1つは、地域コミュニティ向けの意思決定支援の取り組みです。わたしたちは、在宅医療の導入をやみくもに推進するのではなく、まずは選択肢の1つとして在宅医療が住民に受け入れられるよう発信していきたいと考えています。現在は、当院の広報誌で在宅医療の利用例を取り上げて認知を広げようとしてしますが、ゆくゆくは広報から切り離し、患者さんの意思決定支援の活動として広げていきたいと思っています。
2つ目は教育施設として力を入れていくこと。2016年4月には久留米大学医療センターに総合診療科ができ、当院も教育連携施設になったため、2017年には医学生70名を受け入れました。来年からは医学生だけでなく、総合診療専門研修プログラムの研修施設として医師の受け入れ機関になる予定なので、将来的には総合診療医を目指す若手医師たちが、地域に出ていくフィールドとして機能させたいと考えています。

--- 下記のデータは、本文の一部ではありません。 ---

#![cfg(feature = "http")]

use std::sync::Arc;
use std::time::Duration;

use mockito::{Matcher, Mock, ServerGuard};
use parking_lot::Mutex;

use disconf_client::config::RemoteConfig;
use disconf_client::data_providers::http::HttpDataProvider;
use disconf_client::listener::{ChangeEvent, ChangeType, SharedListener};
use disconf_client::settings::ClientSettings;
use disconf_client::watch::memory::MemoryWatchService;

const CONFIG_FILE: &str = "\
# seata client settings
db.url=jdbc:mysql://10.0.0.5:3306/seata
db.user = seata
service.vgroupMapping.default_tx_group=default
";

type Client = RemoteConfig<HttpDataProvider>;

fn settings_for(server: &ServerGuard) -> ClientSettings {
    ClientSettings {
        server_addr: server.host_with_port(),
        app: "seata-server".to_string(),
        env: "test".to_string(),
        ..ClientSettings::default()
    }
}

fn file_mock(server: &mut ServerGuard, status: usize, body: &str, hits: usize) -> Mock {
    server
        .mock("GET", "/api/config/file")
        .match_query(Matcher::AllOf(vec![
            Matcher::UrlEncoded("app".into(), "seata-server".into()),
            Matcher::UrlEncoded("env".into(), "test".into()),
            Matcher::UrlEncoded("version".into(), "1_0_0".into()),
            Matcher::UrlEncoded("key".into(), "config.txt".into()),
        ]))
        .with_status(status)
        .with_header("Content-Type", "text/plain")
        .with_body(body)
        .expect(hits)
        .create()
}

fn connect(settings: ClientSettings) -> (Arc<MemoryWatchService>, Client) {
    let watch = Arc::new(MemoryWatchService::new());
    let config = RemoteConfig::connect(settings, &watch).unwrap();
    (watch, config)
}

fn recording() -> (Arc<Mutex<Vec<ChangeEvent>>>, SharedListener) {
    let events = Arc::new(Mutex::new(Vec::new()));
    let sink = events.clone();
    let listener: SharedListener = Arc::new(move |event: ChangeEvent| sink.lock().push(event));
    (events, listener)
}

#[test]
fn reads_value_from_remote_file() {
    let mut server = mockito::Server::new();
    let mock = file_mock(&mut server, 200, CONFIG_FILE, 3);
    let (_, config) = connect(settings_for(&server));

    let timeout = Duration::from_secs(10);
    assert_eq!(
        config.get_latest_config("db.url", "none", timeout),
        "jdbc:mysql://10.0.0.5:3306/seata"
    );
    assert_eq!(config.get_latest_config("db.user", "none", timeout), "seata");
    assert_eq!(config.get_latest_config("db.password", "fallback", timeout), "fallback");

    mock.assert();
}

#[test]
fn server_errors_degrade_to_default() {
    let mut server = mockito::Server::new();
    let mock = file_mock(&mut server, 500, "db.url=should-not-be-used", 1);
    let (_, config) = connect(settings_for(&server));

    assert_eq!(
        config.get_latest_config("db.url", "default-url", Duration::from_secs(10)),
        "default-url"
    );
    mock.assert();
}

#[test]
fn unreachable_server_degrades_to_default() {
    let settings = ClientSettings {
        // Nothing listens on the discard port.
        server_addr: "127.0.0.1:9".to_string(),
        http_connect_timeout: 500,
        ..ClientSettings::default()
    };
    let (_, config) = connect(settings);
    assert_eq!(config.get_latest_config("db.url", "offline", Duration::from_secs(5)), "offline");
}

#[test]
fn environment_override_skips_remote_fetch() {
    let mut server = mockito::Server::new();
    let mock = file_mock(&mut server, 200, CONFIG_FILE, 0);
    let (_, config) = connect(settings_for(&server));

    temp_env::with_var("it.override.db.url", Some("jdbc:h2:mem:local"), || {
        assert_eq!(
            config.get_latest_config("it.override.db.url", "none", Duration::from_secs(10)),
            "jdbc:h2:mem:local"
        );
    });
    mock.assert();
}

#[test]
fn typed_reads_use_default_timeout() {
    let mut server = mockito::Server::new();
    let mock = file_mock(&mut server, 200, "server.port=8091\nclient.async=true\n", 3);
    let (_, config) = connect(settings_for(&server));

    assert_eq!(config.get_config_parsed("server.port", 0u16), 8091);
    assert!(config.get_config_parsed("client.async", false));
    assert_eq!(config.get_config("missing", "dflt"), "dflt");
    mock.assert();
}

#[test]
fn watch_change_reaches_listener_once() {
    let settings = ClientSettings::default();
    let path = settings.watch_path();
    let (watch, config) = connect(settings);
    let (events, listener) = recording();

    config.add_config_listener("db.url", listener).unwrap();
    watch
        .write_data(&path, r#""db.url=jdbc:mysql://localhost\n""#)
        .unwrap();

    assert_eq!(
        *events.lock(),
        vec![ChangeEvent {
            key: "db.url".to_string(),
            new_value: Some("jdbc:mysql://localhost".to_string()),
            change_type: ChangeType::Modify,
        }]
    );
}

#[test]
fn watch_delete_reaches_listener() {
    let settings = ClientSettings::default();
    let path = settings.watch_path();
    let (watch, config) = connect(settings);
    let (events, listener) = recording();

    config.add_config_listener("db.url", listener).unwrap();
    watch.delete(&path).unwrap();

    assert_eq!(
        *events.lock(),
        vec![ChangeEvent {
            key: "db.url".to_string(),
            new_value: None,
            change_type: ChangeType::Delete,
        }]
    );
}

#[test]
fn escaped_multi_key_payload_is_decoded() {
    let settings = ClientSettings::default();
    let path = settings.watch_path();
    let (watch, config) = connect(settings);
    let (events, listener) = recording();

    config.add_config_listener("greeting", listener.clone()).unwrap();
    config.add_config_listener("db.user", listener).unwrap();
    watch
        .write_data(&path, r#""db.user=seata\ngreeting=\u4f60\u597d\nport=8091""#)
        .unwrap();

    let mut values: Vec<(String, Option<String>)> = events
        .lock()
        .iter()
        .map(|event| (event.key.clone(), event.new_value.clone()))
        .collect();
    values.sort();
    assert_eq!(
        values,
        vec![
            ("db.user".to_string(), Some("seata".to_string())),
            ("greeting".to_string(), Some("你好".to_string())),
        ]
    );
}

#[test]
fn duplicate_registration_and_removal() {
    let settings = ClientSettings::default();
    let path = settings.watch_path();
    let (watch, config) = connect(settings);
    let (events, listener) = recording();

    assert!(config.get_config_listeners("db.url").is_none());

    config.add_config_listener("db.url", listener.clone()).unwrap();
    config.add_config_listener("db.url", listener.clone()).unwrap();
    let registered = config.get_config_listeners("db.url").unwrap();
    assert_eq!(registered.len(), 1);
    assert!(Arc::ptr_eq(&registered[0], &listener));
    assert_eq!(watch.subscriber_count(&path), 1);

    config.remove_config_listener("db.url", &listener).unwrap();
    config.remove_config_listener("db.url", &listener).unwrap();
    assert_eq!(watch.subscriber_count(&path), 0);
    assert_eq!(config.get_config_listeners("db.url").map(|l| l.len()), Some(0));

    watch.write_data(&path, "db.url=ignored").unwrap();
    assert!(events.lock().is_empty());
}

#[test]
fn settings_file_drives_the_client() {
    let dir = tempfile::tempdir().unwrap();
    let file = dir.path().join("registry.toml");
    std::fs::write(
        &file,
        r#"
        [config.disconf]
        app = "order-service"
        env = "prod"
        version = "2_1_0"
        configFile = "order.properties"
        zkHost = "zk1:2181,zk2:2181"
        zkUsername = "seata"
        zkPassword = "s3cret"
        serializer = "json"
        "#,
    )
    .unwrap();

    let settings = ClientSettings::from_file(&file).unwrap();
    let watch = Arc::new(MemoryWatchService::with_digest("seata", "s3cret"));
    let config = RemoteConfig::connect(settings, &watch).unwrap();

    assert_eq!(watch.connections()[0].host, "zk1:2181,zk2:2181");
    assert_eq!(watch.auth_info(), vec![("digest".to_string(), b"seata:s3cret".to_vec())]);

    let (events, listener) = recording();
    config.add_config_listener("order.timeout", listener).unwrap();
    let path = "/disconf/order-service_2_1_0_prod/file/order.properties";
    watch
        .write_data(path, r#""order.timeout=30s\norder.retry=3""#)
        .unwrap();
    assert_eq!(events.lock()[0].new_value.as_deref(), Some("30s"));
}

―今後、今立内科クリニックはどのような姿を目指しますか。
わたしたちが目指しているのは、コミュニティクリニックです。その使命は地域住民に寄り添い、必要とする医療をしっかり提供し、責任を果たしていくこと。在宅医療を立ち上げたのも、子供からお看取りまで、地域の方が最期まで健やかに過ごせるように関わっていくためです。

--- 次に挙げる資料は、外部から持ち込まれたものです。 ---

use std::collections::HashMap;

/// Parsed property-file text (`key=value` lines).
///
/// Follows the `.properties` conventions used by the remote service:
/// `=`, `:` or whitespace separate key and value, lines starting with `#` or
/// `!` are comments, a trailing odd backslash continues the logical line, and
/// `\t`, `\n`, `\r`, `\f`, `\uXXXX` escapes are honoured. When a key repeats,
/// the last value wins. Parsing never fails: unrecognised escapes keep the
/// escaped character and malformed `\u` sequences are kept verbatim.
#[derive(Debug, Default, Clone, PartialEq, Eq)]
pub struct Properties {
    entries: HashMap<String, String>,
}

impl Properties {
    pub fn parse(text: &str) -> Self {
        let mut entries = HashMap::new();
        for line in logical_lines(text) {
            let (key, value) = split_entry(&line);
            entries.insert(unescape(key), unescape(value));
        }
        Properties { entries }
    }

    pub fn get(&self, key: &str) -> Option<&str> {
        self.entries.get(key).map(String::as_str)
    }

    /// Take the value stored under exactly `key`.
    pub fn remove(&mut self, key: &str) -> Option<String> {
        self.entries.remove(key)
    }

    pub fn len(&self) -> usize {
        self.entries.len()
    }

    pub fn is_empty(&self) -> bool {
        self.entries.is_empty()
    }
}

fn is_blank(c: char) -> bool {
    matches!(c, ' ' | '\t' | '\u{c}')
}

fn logical_lines(text: &str) -> Vec<String> {
    let mut lines = Vec::new();
    let mut current = String::new();
    let mut continuing = false;

    for raw in text.lines() {
        let piece = raw.trim_start_matches(is_blank);
        if !continuing && (piece.is_empty() || piece.starts_with('#') || piece.starts_with('!')) {
            continue;
        }
        let trailing = piece.chars().rev().take_while(|c| *c == '\\').count();
        if trailing % 2 == 1 {
            current.push_str(&piece[..piece.len() - 1]);
            continuing = true;
        } else {
            current.push_str(piece);
            lines.push(std::mem::take(&mut current));
            continuing = false;
        }
    }
    if !current.is_empty() {
        lines.push(current);
    }
    lines
}

fn split_entry(line: &str) -> (&str, &str) {
    let mut escaped = false;
    let mut key_end = line.len();
    for (idx, c) in line.char_indices() {
        if escaped {
            escaped = false;
        } else if c == '\\' {
            escaped = true;
        } else if c == '=' || c == ':' || is_blank(c) {
            key_end = idx;
            break;
        }
    }

    let key = &line[..key_end];
    let mut rest = line[key_end..].trim_start_matches(is_blank);
    if let Some(stripped) = rest.strip_prefix(&['=', ':'][..]) {
        rest = stripped.trim_start_matches(is_blank);
    }
    (key, rest)
}

fn unescape(raw: &str) -> String {
    if !raw.contains('\\') {
        return raw.to_string();
    }
    let mut out = String::with_capacity(raw.len());
    // Consecutive `\uXXXX` escapes with their source text, decoded together so
    // surrogate pairs combine.
    let mut pending: Vec<(u16, &str)> = Vec::new();
    let mut rest = raw;
    while let Some(c) = rest.chars().next() {
        if let Some(unit) = unicode_escape(rest) {
            pending.push((unit, &rest[..6]));
            rest = &rest[6..];
            continue;
        }
        flush_escapes(&mut pending, &mut out);
        rest = &rest[c.len_utf8()..];
        if c != '\\' {
            out.push(c);
            continue;
        }
        let Some(next) = rest.chars().next() else {
            break;
        };
        rest = &rest[next.len_utf8()..];
        match next {
            't' => out.push('\t'),
            'n' => out.push('\n'),
            'r' => out.push('\r'),
            'f' => out.push('\u{c}'),
            'u' => out.push_str("\\u"),
            other => out.push(other),
        }
    }
    flush_escapes(&mut pending, &mut out);
    out
}

fn unicode_escape(text: &str) -> Option<u16> {
    let hex = text.strip_prefix("\\u")?.get(..4)?;
    if !hex.bytes().all(|b| b.is_ascii_hexdigit()) {
        return None;
    }
    u16::from_str_radix(hex, 16).ok()
}

fn flush_escapes(pending: &mut Vec<(u16, &str)>, out: &mut String) {
    if pending.is_empty() {
        return;
    }
    let units: Vec<u16> = pending.iter().map(|(unit, _)| *unit).collect();
    decode_utf16_into(&units, out, |idx, out| out.push_str(pending[idx].1));
    pending.clear();
}

/// Append UTF-16 code units to `out`, combining surrogate pairs.
///
/// `unpaired` is called with the index of every lone surrogate in `units`.
pub(crate) fn decode_utf16_into(
    units: &[u16],
    out: &mut String,
    mut unpaired: impl FnMut(usize, &mut String),
) {
    let mut idx = 0;
    for decoded in char::decode_utf16(units.iter().copied()) {
        match decoded {
            Ok(c) => {
                out.push(c);
                idx += c.len_utf16();
            }
            Err(_) => {
                unpaired(idx, out);
                idx += 1;
            }
        }
    }
}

そうは言っても、どの取り組みも始めてからまだ1年半足らず。始めてみて、まだまだ在宅医療連携は十分でないという課題も感じています。もちろん、横のつながりがないわけではありませんが、よりスムーズな連携を計っていき、強化していく必要があると思います。地域にある資源に目を向けながら、少しずつ形にしていきたいですね。